Na fundamentação do seu acórdão, o Tribunal recorrido chegou a afirmar (ora concretamente a fl. 621v a 622 dos autos) que:
– tendo em conta a quantidade de referência de uso diário estipulada pela Lei n.o 17/2009 para a Metanfetamina (quantidade diária essa que é de 0,2 grama), os 8,281 gramas líquidos de Metanfetamina, detidos conjuntamente pelas duas arguidas, já constituem quantidade necessária ao consumo por 41 dias. Contudo, como não se conseguiu apurar qual a quantidade concreta desses gramas é que se destinou ao fornecimento a outrem, assim, por força do princípio de in dubio pro reo, é de considerar que a parte destinada ao fornecimento a outrem é de quantidade diminuta;
– considerando a gravidade dos actos criminais do caso dos autos e as necessidades de prevenção criminal, a multa não consegue prosseguir de modo adequado as finalidades da punição, pelo que é de impor a pena de prisão.
Do exame dos autos, sabe-se também que a 2.a arguida foi julgada à revelia.
III – FUNDAMENTAÇÃO JURÍDICA
De antemão, é de notar que mesmo em processo penal, e com excepção da matéria de conhecimento oficioso, ao tribunal de recurso cumpre resolver só as questões material e concretamente alegadas na motivação do recurso e ao mesmo tempo devidamente delimitadas nas conclusões da mesma, e já não responder a toda e qualquer razão aduzida pela parte recorrente para sustentar a procedência das suas questões colocadas (nesse sentido, cfr., de entre muitos outros, os acórdãos do TSI, de 7 de Dezembro de 2000 no Processo n.o 130/2000, de 3 de Maio de 2001 no Processo n.o 18/2001, e de 17 de Maio de 2001 no Processo n.o 63/2001).

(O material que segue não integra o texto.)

//! Production [`Transport`]: classic SignalR over WebSocket.
//!
//! Opening a link runs the whole handshake:
//!
//! 1. `negotiate` over HTTP for a connection token
//! 2. WebSocket upgrade on `connect`, carrying the session cookie
//! 3. `start` over HTTP to confirm the transport
//!
//! Closing the link sends a close frame and a best-effort `abort`.

use std::time::Duration;

use async_trait::async_trait;
use futures_util::stream::{self, SplitSink, SplitStream};
use futures_util::{SinkExt, StreamExt};
use tokio::net::TcpStream;
use tokio_tungstenite::tungstenite::client::IntoClientRequest;
use tokio_tungstenite::tungstenite::http::{HeaderValue, header};
use tokio_tungstenite::tungstenite::{self, Message};
use tokio_tungstenite::{MaybeTlsStream, WebSocketStream, connect_async};

use crate::auth::AuthContext;
use crate::client::HubHttpClient;
use crate::constants::USER_AGENT;
use crate::error::{HomeBrokerError, Result};
use crate::ws::transport::{CommandSink, Link, Transport};

type Socket = WebSocketStream<MaybeTlsStream<TcpStream>>;
type WriterHalf = SplitSink<Socket, Message>;
type ReaderHalf = SplitStream<Socket>;

/// Connects to the `stockpriceshub` hub of the broker in the [`AuthContext`].
#[derive(Debug, Clone, Copy, Default)]
pub struct SignalRTransport;

impl SignalRTransport {
    pub fn new() -> Self {
        Self
    }
}

#[async_trait]
impl Transport for SignalRTransport {
    async fn open(&self, auth: &AuthContext) -> Result<Link> {
        auth.ensure_valid()?;
        let client = HubHttpClient::new(auth)?;

        let negotiated = client.negotiate().await?;
        if !negotiated.try_web_sockets {
            tracing::warn!(
                connection_id = %negotiated.connection_id,
                "Hub does not advertise WebSocket support, trying anyway"
            );
        }
        let token = negotiated.connection_token;

        let url = client.connect_url(&token)?;
        let mut request = url.as_str().into_client_request()?;
        let headers = request.headers_mut();
        headers.insert(header::USER_AGENT, HeaderValue::from_static(USER_AGENT));
        headers.insert(
            header::COOKIE,
            HeaderValue::from_bytes(client.cookie().as_bytes()).map_err(|_| {
                HomeBrokerError::InvalidArgument("cookies contain invalid header characters".into())
            })?,
        );

        let (ws, _resp) = connect_async(request).await.map_err(handshake_error)?;
        client.start(&token).await?;

        tracing::info!(
            page = %client.page(),
            connection_id = %negotiated.connection_id,
            "SignalR connection established"
        );

        let idle_limit = negotiated
            .keep_alive_timeout
            .filter(|s| s.is_finite() && *s > 0.0)
            .map(Duration::from_secs_f64);

        let (write, read) = ws.split();
        Ok(Link {
            sink: Box::new(SignalRSink {
                write,
                client,
                connection_token: token,
                closed: false,
            }),
            frames: text_frames(read, idle_limit),
        })
    }
}

/// Map an upgrade rejection to an authentication error.
fn handshake_error(e: tungstenite::Error) -> HomeBrokerError {
    match &e {
        tungstenite::Error::Http(resp) if matches!(resp.status().as_u16(), 401 | 403) => {
            HomeBrokerError::Authentication(format!(
                "hub rejected the WebSocket upgrade (HTTP {})",
                resp.status()
            ))
        }
        _ => e.into(),
    }
}

/// Text payloads of the socket. Ends when the server closes the socket; a
/// silent socket past `idle_limit` yields an error.
fn text_frames(
    read: ReaderHalf,
    idle_limit: Option<Duration>,
) -> futures_util::stream::BoxStream<'static, Result<String>> {
    stream::unfold(Some(read), move |state| async move {
        let mut read = state?;
        loop {
            let next = match idle_limit {
                Some(limit) => match tokio::time::timeout(limit, read.next()).await {
                    Ok(next) => next,
                    Err(_) => {
                        let e = HomeBrokerError::Connection(format!(
                            "no keep-alive from hub within {limit:?}"
                        ));
                        return Some((Err(e), None));
                    }
                },
                None => read.next().await,
            };

            match next {
                Some(Ok(Message::Text(text))) => {
                    return Some((Ok(text.as_str().to_owned()), Some(read)));
                }
                Some(Ok(Message::Close(frame))) => {
                    tracing::info!(?frame, "WebSocket closed by server");
                    return None;
                }
                Some(Ok(_)) => continue,
                Some(Err(e)) => return Some((Err(e.into()), None)),
                None => return None,
            }
        }
    })
    .boxed()
}

struct SignalRSink {
    write: WriterHalf,
    client: HubHttpClient,
    connection_token: String,
    closed: bool,
}

#[async_trait]
impl CommandSink for SignalRSink {
    async fn send(&mut self, text: String) -> Result<()> {
        self.write.send(Message::Text(text.into())).await?;
        Ok(())
    }

    async fn close(&mut self) -> Result<()> {
        if std::mem::replace(&mut self.closed, true) {
            return Ok(());
        }
        let closed = SinkExt::close(&mut self.write).await;
        if let Err(e) = self.client.abort(&self.connection_token).await {
            tracing::debug!(error = %e, "SignalR abort failed");
        }
        closed.map_err(Into::into)
    }
}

Conhecendo o recurso sub judice nesses parâmetros, cabe observar que a tese defendida pela 1.a arguida ora recorrente a propósito dos art.os 25.o, n.o 1 e 19.o, n.o 1, da Lei n.o 17/2009 somente relevaria em seu favor quando e só quando estivesse em causa a prática apenas dos crimes de detenção indevida de utensílio e/ou consumo ilícito de estupefacientes.
Com efeito, no caso dos autos, como lhe foi imputada também a co-autoria de um crime de tráfico de menor gravidade do art.o 11.o, n.o 1, alínea 1), da Lei n.o 17/2009, punível somente com pena de prisão de um a cinco anos, delito esse pelo qual ficou finalmente condenada ela no acórdão recorrido, é já totalmente precludida, por ser, de qualquer maneira, forçosamente impossível na prática, a sua pretensão de se passar a aplicar pena de multa à luz do art.o 64.o do CP aos outros dois crimes referidos, ou a determinar a suspensão, somente, da execução da pena de prisão achada no aresto recorrido para qualquer destes dois crimes menos graves.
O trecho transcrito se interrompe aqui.